Opposing certification, the company submitted evidence that the manner in which supervisors enforced and/or orally conveyed the information in the written policies was highly variable, and therefore “determining whether the policies were so restrictive as to have transformed break time into work time would necessitate individualized inquires.”
The trial court denied certification, reasoning: “What is important, and ultimately fatal to Plaintiffs’ bid for class certification, is the manner in which the six rules reflected in the written materials were applied, and that in turn begins with the question of how the rules were communicated.”
On appeal, the court first recognized that, under Brinker, an employer is only obligated to make uninterrupted meal periods and rest breaks available to its employees, “but is not obligated to ensure they are taken.” The court then emphasized Brinker’s recognition that claims may be suitable for class treatment where (i) a uniform policy (ii) is consistently applied to a group of employees.

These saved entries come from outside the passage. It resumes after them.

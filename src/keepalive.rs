//! Keep-alive ticker.
//!
//! Sends a periodic no-op to the remote session so it is not torn down for
//! idleness. A missed keep-alive is not fatal: errors are logged and the
//! ticker carries on. Persistent failure shows up as a disconnect event.

use std::sync::Arc;
use std::time::Duration;

use tokio::time::{self, MissedTickBehavior};
use tokio_util::sync::CancellationToken;
use tracing::{debug, warn};

use crate::sdk::AvatarHandle;

pub struct KeepAliveTicker {
    cancel: CancellationToken,
}

impl KeepAliveTicker {
    /// Start ticking every `interval`; the first tick fires after one full
    /// interval. Stops when `parent` is cancelled or on [`stop`](Self::stop).
    pub fn spawn(
        handle: Arc<dyn AvatarHandle>,
        interval: Duration,
        parent: &CancellationToken,
    ) -> Self {
        let cancel = parent.child_token();
        let token = cancel.clone();
        tokio::spawn(async move {
            let mut ticker = time::interval_at(time::Instant::now() + interval, interval);
            ticker.set_missed_tick_behavior(MissedTickBehavior::Delay);
            loop {
                tokio::select! {
                    _ = token.cancelled() => break,
                    _ = ticker.tick() => {
                        match handle.keep_alive().await {
                            Ok(()) => debug!(session = handle.session_id(), "Keep-alive sent"),
                            Err(e) => warn!(session = handle.session_id(), "Keep-alive failed: {:#}", e),
                        }
                    }
                }
            }
        });
        Self { cancel }
    }

    pub fn stop(&self) {
        self.cancel.cancel();
    }
}

impl Drop for KeepAliveTicker {
    fn drop(&mut self) {
        self.cancel.cancel();
    }
}
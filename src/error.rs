//! Error taxonomy for the session engine and its configuration.

use std::time::Duration;

use thiserror::Error;

/// Credential fetch failures. Surfaced to the caller of `start()`.
#[derive(Error, Debug)]
pub enum TokenError {
    #[error("token proxy returned HTTP {status}")]
    Status { status: u16 },

    #[error("token request failed: {0}")]
    Network(String),

    #[error("token request timed out after {0:?}")]
    Timeout(Duration),

    #[error("token proxy returned an empty token")]
    EmptyToken,
}

impl From<reqwest::Error> for TokenError {
    fn from(e: reqwest::Error) -> Self {
        match e.status() {
            Some(status) => TokenError::Status {
                status: status.as_u16(),
            },
            None => TokenError::Network(e.to_string()),
        }
    }
}

/// Failures of user-initiated session operations.
#[derive(Error, Debug)]
pub enum SessionError {
    #[error(transparent)]
    Token(#[from] TokenError),

    #[error("failed to initialize avatar session: {0:#}")]
    Initialize(#[source] anyhow::Error),

    #[error("avatar session start rejected: {0:#}")]
    Start(#[source] anyhow::Error),

    #[error("failed to open voice chat: {0:#}")]
    Voice(#[source] anyhow::Error),

    #[error("stream did not become ready within {0:?}")]
    ReadyTimeout(Duration),

    #[error("session closed before the stream became ready")]
    Closed,

    #[error("no connected avatar session")]
    NotReady,

    #[error("avatar call failed: {0:#}")]
    Sdk(#[source] anyhow::Error),

    #[error("recovery exhausted after {attempts} reconnect attempts")]
    RecoveryExhausted { attempts: u32 },
}

/// Failure forwarding or suppressing a user utterance. Logged only.
#[derive(Error, Debug)]
#[error("failed to dispatch utterance for turn {turn}: {source:#}")]
pub struct GateDispatchError {
    pub turn: u64,
    #[source]
    pub source: anyhow::Error,
}

/// Configuration loading and validation failures.
#[derive(Error, Debug)]
pub enum ConfigError {
    #[error("failed to read config file {path}: {source}")]
    Read {
        path: String,
        #[source]
        source: std::io::Error,
    },

    #[error("failed to parse config file {path}: {source}")]
    Parse {
        path: String,
        #[source]
        source: toml::de::Error,
    },

    #[error("invalid configuration: {0}")]
    Invalid(String),
}
//! Text-map carrier over call transport headers.
//!
//! Every key a tracer writes is stored under the reserved `$tracing$`
//! prefix so user headers and tracer state share one map without
//! colliding; reads see only the prefixed entries, with the prefix
//! stripped back off.

use tchannel_core::{Headers, TRACING_KEY_PREFIX};

use crate::tracer::{TextMapReader, TextMapWriter};

/// Carrier over a call's transport headers.
pub struct HeaderCarrier<'a> {
    headers: &'a mut Headers,
}

impl<'a> HeaderCarrier<'a> {
    pub fn new(headers: &'a mut Headers) -> Self {
        Self { headers }
    }

    /// The non-tracing subset visible to user code.
    pub fn user_headers(&self) -> impl Iterator<Item = (&str, &str)> {
        self.headers
            .iter()
            .filter(|(key, _)| !key.starts_with(TRACING_KEY_PREFIX))
    }
}

impl TextMapWriter for HeaderCarrier<'_> {
    fn put(&mut self, key: &str, value: &str) {
        self.headers
            .insert(format!("{TRACING_KEY_PREFIX}{key}"), value);
    }
}

impl TextMapReader for HeaderCarrier<'_> {
    fn for_each(&self, visit: &mut dyn FnMut(&str, &str)) {
        for (key, value) in self.headers.iter() {
            if let Some(stripped) = key.strip_prefix(TRACING_KEY_PREFIX) {
                visit(stripped, value);
            }
        }
    }
}

/// Remove every tracer-owned header. Returns how many were stripped.
pub fn strip_tracing_headers(headers: &mut Headers) -> usize {
    let before = headers.len();
    headers.retain(|key, _| !key.starts_with(TRACING_KEY_PREFIX));
    before - headers.len()
}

On this basis, the appellate court rejected plaintiffs’ argument that, under Brinker, plaintiffs did not need to “introduce facts showing both uniform policies and consistent application of those policies.” The court also rejected plaintiffs’ argument that the trial court had committed legal error by assessing “how the allegedly unlawful policies were implemented.” The failure of plaintiffs to demonstrate that the allegedly unlawful policies were consistently applied, the appellate court reasoned, “create[d] a shifting kaleidoscope of liability determinations that render this case unsuitable for class action treatment.”
Koval joins post-Brinker state court decisions such as Dailey v. Sears, Roebuck & Co. 214 Cal. App. 4th 974, 1002 (2013)(“the absence of a formal written policy explaining [employees’] rights to meal and rest periods does not necessarily imply the existence of a uniform policy or widespread practice of either depriving these employees of meal and rest periods or requiring them to work during those periods”) and In re Walgreen Co. Overtime Cases 231 Cal. App. 4th 437, 443(2014) (“under the Brinker’ make available’ standard, you additionally must ask why the worker missed the break before you can determine whether the employer is liable”) in requiring more than a uniform policy to support class certification. These cases strengthen employers’ hand in opposing class certification where the plaintiff cannot establish both (i) the existence of a uniform unlawful policy and (ii) the consistent application of that policy to a putative class.
The above mentioned cases support a deeper pre-certification analysis, which seems to be the trend in California over the last year or two, as courts attempt to halt the class action epidemic.